Eksperimen Penting Mengonfirmasi Mutasi Spontan, Memperkuat Teori Darwin

2

Eksperimen inovatif yang dilakukan oleh fisikawan Max Delbrück dan ahli biologi Salvador Luria pada tahun 1943 dengan tegas menunjukkan bahwa mutasi terjadi secara acak pada bakteri, bukan diinduksi oleh faktor lingkungan. Penemuan ini memberikan dukungan penting bagi teori evolusi Charles Darwin, yang menyatakan bahwa variasi alam muncul secara spontan, dengan tekanan lingkungan kemudian menyeleksi sifat-sifat yang menguntungkan.

Perdebatan yang Sudah Lama Terjadi

Selama beberapa dekade, para ilmuwan memperdebatkan apakah variasi organisme muncul secara acak atau sebagai respons langsung terhadap lingkungan sekitar. On the Origin of Species karya Darwin tahun 1859 mengusulkan variasi acak, sementara Jean-Baptiste Lamarck mendukung perubahan yang disebabkan.
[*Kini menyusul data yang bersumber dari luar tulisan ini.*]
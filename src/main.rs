use anyhow::{Context, Result, anyhow};
use clap::{Args, Parser, Subcommand};
use std::sync::Arc;
use std::time::Duration;
use tokio::sync::Mutex;
use tracing::{error, info};
use txn_loadgen::broker::config::{parse_client_kv, parse_engine};
use txn_loadgen::broker::{Broker, BrokerBuilder};
use txn_loadgen::config::{Acks, Compression, LoadgenConfig};
use txn_loadgen::logging;
use txn_loadgen::metrics::stats::Stats;
use txn_loadgen::output::OutputWriter;
use txn_loadgen::pool::WorkerPool;
use txn_loadgen::provision::{ensure_topic, provision_or_continue};

#[derive(Parser)]
#[command(name = "txn-loadgen")]
#[command(about = "Synthetic financial-transaction load generator")]
struct Cli {
    /// Log level (EnvFilter directive)
    #[arg(long, default_value = "info")]
    log_level: String,

    /// YAML configuration file; flags below override it
    #[arg(long)]
    config: Option<String>,

    #[command(flatten)]
    overrides: Overrides,

    #[command(subcommand)]
    command: Option<Commands>,
}

#[derive(Subcommand)]
enum Commands {
    /// Provision the topic, then publish until Ctrl+C or --duration
    Run,
    /// Only make sure the topic exists
    Provision,
}

#[derive(Args, Default)]
struct Overrides {
    /// Broker engine (kafka|mock)
    #[arg(long)]
    engine: Option<String>,

    /// Bootstrap endpoints; repeat or comma-separate
    #[arg(long, value_delimiter = ',')]
    brokers: Vec<String>,

    /// Topic name
    #[arg(long)]
    topic: Option<String>,

    /// Partition count used when creating the topic
    #[arg(long)]
    partitions: Option<i32>,

    /// Replication factor used when creating the topic
    #[arg(long)]
    replication: Option<i32>,

    /// Number of publish workers
    #[arg(long)]
    workers: Option<usize>,

    /// Delay after each submission, per worker (ms)
    #[arg(long)]
    pacing_ms: Option<u64>,

    /// Stop after this many seconds
    #[arg(long)]
    duration: Option<u64>,

    /// Acknowledgment mode (0|1|all)
    #[arg(long)]
    acks: Option<String>,

    /// Batch linger (ms)
    #[arg(long)]
    linger_ms: Option<u64>,

    /// Compression (none|gzip|snappy|lz4|zstd)
    #[arg(long)]
    compression: Option<String>,

    /// Maximum batch size in bytes
    #[arg(long)]
    batch_size: Option<usize>,

    /// Client send-buffer size in bytes
    #[arg(long)]
    buffer_bytes: Option<usize>,

    /// Extra client properties as key=value
    #[arg(long = "client-prop")]
    client_props: Vec<String>,

    /// Topic provisioning timeout (ms)
    #[arg(long)]
    provision_timeout_ms: Option<u64>,

    /// Snapshot interval in seconds for periodic stats output
    #[arg(long)]
    snapshot_interval: Option<u64>,

    /// Optional CSV output file path (stdout if omitted)
    #[arg(long)]
    csv: Option<String>,
}

impl Overrides {
    fn apply(self, cfg: &mut LoadgenConfig) -> Result<()> {
        if let Some(e) = self.engine {
            cfg.engine = parse_engine(&e).ok_or_else(|| anyhow!("unknown engine '{e}'"))?;
        }
        if !self.brokers.is_empty() {
            cfg.producer.brokers = self.brokers;
        }
        if let Some(t) = self.topic {
            cfg.topic.name = t;
        }
        if let Some(p) = self.partitions {
            cfg.topic.partitions = p;
        }
        if let Some(r) = self.replication {
            cfg.topic.replication = r;
        }
        if let Some(w) = self.workers {
            cfg.workers = w;
        }
        if let Some(p) = self.pacing_ms {
            cfg.pacing_ms = p;
        }
        if let Some(d) = self.duration {
            cfg.duration_secs = Some(d);
        }
        if let Some(a) = self.acks {
            cfg.producer.acks = Acks::parse(&a).ok_or_else(|| anyhow!("unknown acks '{a}'"))?;
        }
        if let Some(l) = self.linger_ms {
            cfg.producer.linger_ms = l;
        }
        if let Some(c) = self.compression {
            cfg.producer.compression =
                Compression::parse(&c).ok_or_else(|| anyhow!("unknown compression '{c}'"))?;
        }
        if let Some(b) = self.batch_size {
            cfg.producer.batch_size_bytes = b;
        }
        if let Some(b) = self.buffer_bytes {
            cfg.producer.buffer_bytes = b;
        }
        cfg.producer.extra.extend(parse_client_kv(&self.client_props));
        if let Some(t) = self.provision_timeout_ms {
            cfg.provision_timeout_ms = t;
        }
        if let Some(s) = self.snapshot_interval {
            cfg.snapshot_interval_secs = s;
        }
        if self.csv.is_some() {
            cfg.csv = self.csv;
        }
        Ok(())
    }
}

#[tokio::main]
async fn main() -> Result<()> {
    let cli = Cli::parse();

    // Initialize logging
    logging::init(&cli.log_level)?;

    let mut cfg = match &cli.config {
        Some(path) => LoadgenConfig::from_yaml_file(path).with_context(|| format!("load {path}"))?,
        None => LoadgenConfig::default(),
    };
    cli.overrides.apply(&mut cfg)?;
    cfg.validate().context("invalid configuration")?;

    let broker = BrokerBuilder::connect(cfg.engine, &cfg.producer)
        .await
        .context("broker connect")?;
    info!(
        engine = ?cfg.engine,
        brokers = %cfg.producer.brokers.join(","),
        topic = %cfg.topic.name,
        "txn-loadgen starting"
    );

    match cli.command.unwrap_or(Commands::Run) {
        Commands::Provision => {
            let admin = broker.admin().await.context("admin client")?;
            let outcome = ensure_topic(admin.as_ref(), &cfg.topic, cfg.provision_timeout()).await?;
            info!(topic = %cfg.topic.name, ?outcome, "provisioning done");
            Ok(())
        }
        Commands::Run => run(cfg, broker).await,
    }
}

async fn run(cfg: LoadgenConfig, broker: Arc<dyn Broker>) -> Result<()> {
    // Provisioning finishes (or fails) before any worker publishes.
    match broker.admin().await {
        Ok(admin) => {
            provision_or_continue(admin.as_ref(), &cfg.topic, cfg.provision_timeout()).await;
        }
        Err(e) => error!(error = %e, "admin client unavailable, skipping provisioning"),
    }

    let stats = Arc::new(Stats::new());
    let output = Arc::new(Mutex::new(match &cfg.csv {
        Some(path) => OutputWriter::new_csv(path)?,
        None => OutputWriter::new_stdout(),
    }));

    let snapshot_stats = Arc::clone(&stats);
    let snapshot_output = Arc::clone(&output);
    let snapshot_every = Duration::from_secs(cfg.snapshot_interval_secs);
    let snapshot_handle = tokio::spawn(async move {
        let mut t = tokio::time::interval(snapshot_every);
        // First tick completes immediately
        t.tick().await;
        loop {
            t.tick().await;
            let snap = snapshot_stats.snapshot().await;
            if let Err(e) = snapshot_output.lock().await.write_snapshot(&snap) {
                error!(error = %e, "stats snapshot write failed");
            }
        }
    });

    let pool = WorkerPool::new(broker, Arc::new(cfg.producer.clone()), &cfg.topic.name)
        .pacing(cfg.pacing())
        .stats(Arc::clone(&stats))
        .start(cfg.workers);

    // Wait for either the duration limit or Ctrl+C
    match cfg.duration() {
        Some(limit) => tokio::select! {
            _ = tokio::time::sleep(limit) => info!("duration limit reached, stopping workers"),
            _ = tokio::signal::ctrl_c() => info!("Ctrl+C received, stopping workers"),
        },
        None => {
            tokio::signal::ctrl_c().await.context("listen for Ctrl+C")?;
            info!("Ctrl+C received, stopping workers");
        }
    }

    let summaries = pool.shutdown().await;
    snapshot_handle.abort();

    let final_stats = stats.snapshot().await;
    output.lock().await.write_snapshot(&final_stats)?;

    for s in &summaries {
        info!(
            worker = s.id,
            submitted = s.submitted,
            errors = s.submission_errors,
            "worker summary"
        );
    }
    info!(
        submitted = final_stats.submitted,
        delivered = final_stats.delivered,
        submission_errors = final_stats.submission_errors,
        delivery_failures = final_stats.delivery_failures,
        avg_rate = final_stats.avg_rate,
        elapsed_secs = final_stats.elapsed_secs,
        "final statistics"
    );
    Ok(())
}
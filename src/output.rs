use crate::metrics::stats::StatsSnapshot;
use anyhow::{Context, Result};
use std::fs::{self, File};
use tracing::info;

pub enum OutputWriter {
    Csv(csv::Writer<File>),
    Stdout(csv::Writer<std::io::Stdout>),
}

impl OutputWriter {
    pub fn new_csv(path: &str) -> Result<Self> {
        // Ensure parent directory exists
        if let Some(parent) = std::path::Path::new(path).parent() {
            if !parent.as_os_str().is_empty() {
                fs::create_dir_all(parent)
                    .with_context(|| format!("create {}", parent.display()))?;
            }
        }
        let writer = csv::Writer::from_path(path).with_context(|| format!("open {path}"))?;
        info!(path, "writing stats snapshots as CSV");
        Ok(Self::Csv(writer))
    }

    pub fn new_stdout() -> Self {
        Self::Stdout(csv::Writer::from_writer(std::io::stdout()))
    }

    /// Header is emitted with the first row.
    pub fn write_snapshot(&mut self, snapshot: &StatsSnapshot) -> Result<()> {
        match self {
            Self::Csv(w) => {
                w.serialize(snapshot)?;
                // Flush so external tail/readers see progress promptly
                w.flush()?;
            }
            Self::Stdout(w) => {
                w.serialize(snapshot)?;
                w.flush()?;
            }
        }
        Ok(())
    }
}
//! One publish loop: generate, submit, hand the acknowledgment to a
//! completion task, sleep, repeat until cancelled.

use std::sync::Arc;
use std::time::Duration;
use tokio::sync::{mpsc, watch};
use tokio::time::Instant;
use tracing::{debug, info, warn};

use crate::broker::{Broker, DeliveryFuture, DeliveryOutcome, Publisher};
use crate::config::ProducerConfig;
use crate::error::SubmissionError;
use crate::metrics::stats::Stats;
use crate::rate::Pacer;
use crate::record::{JsonEncoder, RecordEncoder, RecordGenerator};

const FLUSH_TIMEOUT: Duration = Duration::from_secs(5);

/// Observed outcome of one accepted submission.
#[derive(Debug, Clone, PartialEq)]
pub struct DeliveryReport {
    pub worker: usize,
    pub transaction_id: String,
    pub key: String,
    pub outcome: DeliveryOutcome,
    pub latency: Duration,
}

/// What a worker did before it was cancelled.
#[derive(Debug, Clone, Copy, Default, PartialEq, Eq)]
pub struct WorkerSummary {
    pub id: usize,
    pub submitted: u64,
    pub submission_errors: u64,
    pub connect_attempts: u64,
}

pub struct PublishWorker {
    id: usize,
    broker: Arc<dyn Broker>,
    cfg: Arc<ProducerConfig>,
    topic: Arc<str>,
    pacer: Pacer,
    generator: RecordGenerator,
    encoder: Arc<dyn RecordEncoder>,
    stats: Arc<Stats>,
    reports: Option<mpsc::UnboundedSender<DeliveryReport>>,
    cancel: watch::Receiver<bool>,
    summary: WorkerSummary,
}

impl PublishWorker {
    pub fn new(
        id: usize,
        broker: Arc<dyn Broker>,
        cfg: Arc<ProducerConfig>,
        topic: Arc<str>,
        pacer: Pacer,
        cancel: watch::Receiver<bool>,
    ) -> Self {
        Self {
            id,
            broker,
            cfg,
            topic,
            pacer,
            generator: RecordGenerator::new(),
            encoder: Arc::new(JsonEncoder),
            stats: Arc::new(Stats::new()),
            reports: None,
            cancel,
            summary: WorkerSummary {
                id,
                ..Default::default()
            },
        }
    }

    pub fn with_stats(mut self, stats: Arc<Stats>) -> Self {
        self.stats = stats;
        self
    }

    pub fn with_encoder(mut self, encoder: Arc<dyn RecordEncoder>) -> Self {
        self.encoder = encoder;
        self
    }

    pub fn with_generator(mut self, generator: RecordGenerator) -> Self {
        self.generator = generator;
        self
    }

    pub fn with_delivery_reports(mut self, tx: mpsc::UnboundedSender<DeliveryReport>) -> Self {
        self.reports = Some(tx);
        self
    }

    /// Runs until the cancel signal flips (or its sender is dropped).
    /// Submission and client errors are logged and the loop carries on.
    pub async fn run(mut self) -> WorkerSummary {
        let Some(publisher) = self.connect().await else {
            return self.summary;
        };
        info!(worker = self.id, topic = %self.topic, "worker started");

        while !self.is_cancelled() {
            match self.publish_one(publisher.as_ref()).await {
                Ok(()) => self.summary.submitted += 1,
                Err(e) => {
                    self.summary.submission_errors += 1;
                    self.stats.record_submission_error().await;
                    warn!(worker = self.id, error = %e, transient = e.is_transient(), "submission failed");
                }
            }
            if !self.pause().await {
                break;
            }
        }

        if let Err(e) = publisher.flush(FLUSH_TIMEOUT).await {
            warn!(worker = self.id, error = %e, "flush on shutdown failed");
        }
        info!(
            worker = self.id,
            submitted = self.summary.submitted,
            errors = self.summary.submission_errors,
            "worker stopped"
        );
        self.summary
    }

    /// Builds this worker's own client, retrying every pacing interval.
    async fn connect(&mut self) -> Option<Box<dyn Publisher>> {
        loop {
            if self.is_cancelled() {
                return None;
            }
            self.summary.connect_attempts += 1;
            match self.broker.create_publisher(&self.cfg, self.id).await {
                Ok(p) => return Some(p),
                Err(e) => {
                    warn!(worker = self.id, error = %e, "client creation failed, retrying");
                    if !self.pause().await {
                        return None;
                    }
                }
            }
        }
    }

    async fn publish_one(&mut self, publisher: &dyn Publisher) -> Result<(), SubmissionError> {
        let record = self.generator.generate();
        let payload = self.encoder.encode(&record)?;
        let submitted_at = Instant::now();
        let delivery = publisher
            .publish(&self.topic, &record.user_id, payload)
            .inspect_err(|_| {
                debug!(worker = self.id, transaction_id = %record.transaction_id, "rejected at submit");
            })?;
        self.stats.record_submitted().await;

        self.spawn_completion(delivery, record.transaction_id, record.user_id, submitted_at);
        Ok(())
    }

    /// The completion task only logs and counts; it never feeds back into
    /// the loop and may finish after later iterations.
    fn spawn_completion(
        &self,
        delivery: DeliveryFuture,
        transaction_id: String,
        key: String,
        submitted_at: Instant,
    ) {
        let worker = self.id;
        let stats = Arc::clone(&self.stats);
        let reports = self.reports.clone();
        tokio::spawn(async move {
            let outcome = delivery.await;
            let latency = submitted_at.elapsed();
            match &outcome {
                DeliveryOutcome::Delivered { partition, offset } => {
                    debug!(worker, key = %key, transaction_id = %transaction_id, partition, offset, "delivered");
                    stats.record_delivered(latency).await;
                }
                DeliveryOutcome::Failed { kind, message } => {
                    warn!(worker, key = %key, transaction_id = %transaction_id, kind = %kind, error = %message, "delivery failed");
                    stats.record_delivery_failure().await;
                }
            }
            if let Some(tx) = reports {
                // Receiver gone means nobody is watching any more.
                let _ = tx.send(DeliveryReport {
                    worker,
                    transaction_id,
                    key,
                    outcome,
                    latency,
                });
            }
        });
    }

    fn is_cancelled(&self) -> bool {
        *self.cancel.borrow()
    }

    /// Sleeps one pacing interval. Returns false if cancelled meanwhile.
    async fn pause(&mut self) -> bool {
        tokio::select! {
            _ = self.pacer.pause() => !self.is_cancelled(),
            changed = self.cancel.changed() => changed.is_ok() && !*self.cancel.borrow(),
        }
    }
}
Pertanyaan ini masih belum terselesaikan, terutama di bidang mikrobiologi, karena beberapa peneliti percaya bahwa virus (bakteriofag) dapat menyebabkan bakteri mengembangkan resistensi.

Uji Fluktuasi: Pendekatan Baru

Delbrück dan Luria merancang eksperimen cerdas, yang dikenal sebagai “uji fluktuasi”, untuk menyelesaikan perdebatan tersebut. Mereka membiakkan bakteri Escherichia coli, memaparkan beberapa bakteri tersebut ke fag dan kemudian mengamati tingkat resistensi yang dihasilkan. Jika resistensi disebabkan oleh fag, semua kultur akan menunjukkan proporsi bakteri resisten yang sama. Namun, jika mutasi muncul secara acak, kultur akan sangat bervariasi: beberapa bakteri akan memiliki banyak bakteri yang resisten karena mutasi awal, sementara yang lain hanya memiliki sedikit bakteri.

Hasilnya jelas: resistensi sangat bervariasi antar budaya, membenarkan bahwa mutasi terjadi secara spontan. Tim tersebut mempublikasikan temuan mereka pada tahun 1943, mengukuhkan mutasi acak sebagai prinsip dasar evolusi.

Kolaborasi Unik

Eksperimen ini berasal dari kolaborasi yang tidak terduga. Delbrück, seorang fisikawan Jerman yang melarikan diri dari rezim Nazi, menerapkan latar belakang fisikanya pada genetika. Dia terpesona oleh betapa mudahnya fag dipelajari di bawah mikroskop, dan menggambarkan prosesnya sebagai “melampaui impian terliar saya untuk melakukan eksperimen sederhana pada sesuatu seperti atom dalam biologi.” Luria, seorang dokter Italia-Yahudi yang juga melarikan diri dari penganiayaan, memiliki minat yang sama dengan Delbrück dalam menerapkan metode kuantitatif pada genetika.

Terobosan mereka terjadi setelah Luria menyadari bahwa prinsip statistik, seperti halnya mesin slot, dapat membedakan antara mutasi yang diinduksi dan mutasi acak. Dengan menelusuri budaya secara cermat, mereka membuktikan bahwa resistensi bukanlah respons terhadap fag; itu hanya masalah kebetulan.

Warisan dan Pengakuan

Delbrück, Luria, dan Alfred Hershey kemudian berkolaborasi untuk mengungkapkan bahwa fag membawa banyak gen dan dapat menukarnya melalui rekombinasi. Hershey dan Martha Chase kemudian menegaskan bahwa DNA adalah pembawa informasi genetik. Karya ketiganya membuat mereka mendapatkan Hadiah Nobel Fisiologi atau Kedokteran tahun 1969.

Eksperimen ini bukan hanya tentang bakteri; hal ini memvalidasi prinsip inti evolusi dan membuka jalan bagi genetika modern. Konfirmasi mutasi acak tetap penting untuk memahami bagaimana kehidupan beradaptasi dan berubah seiring waktu.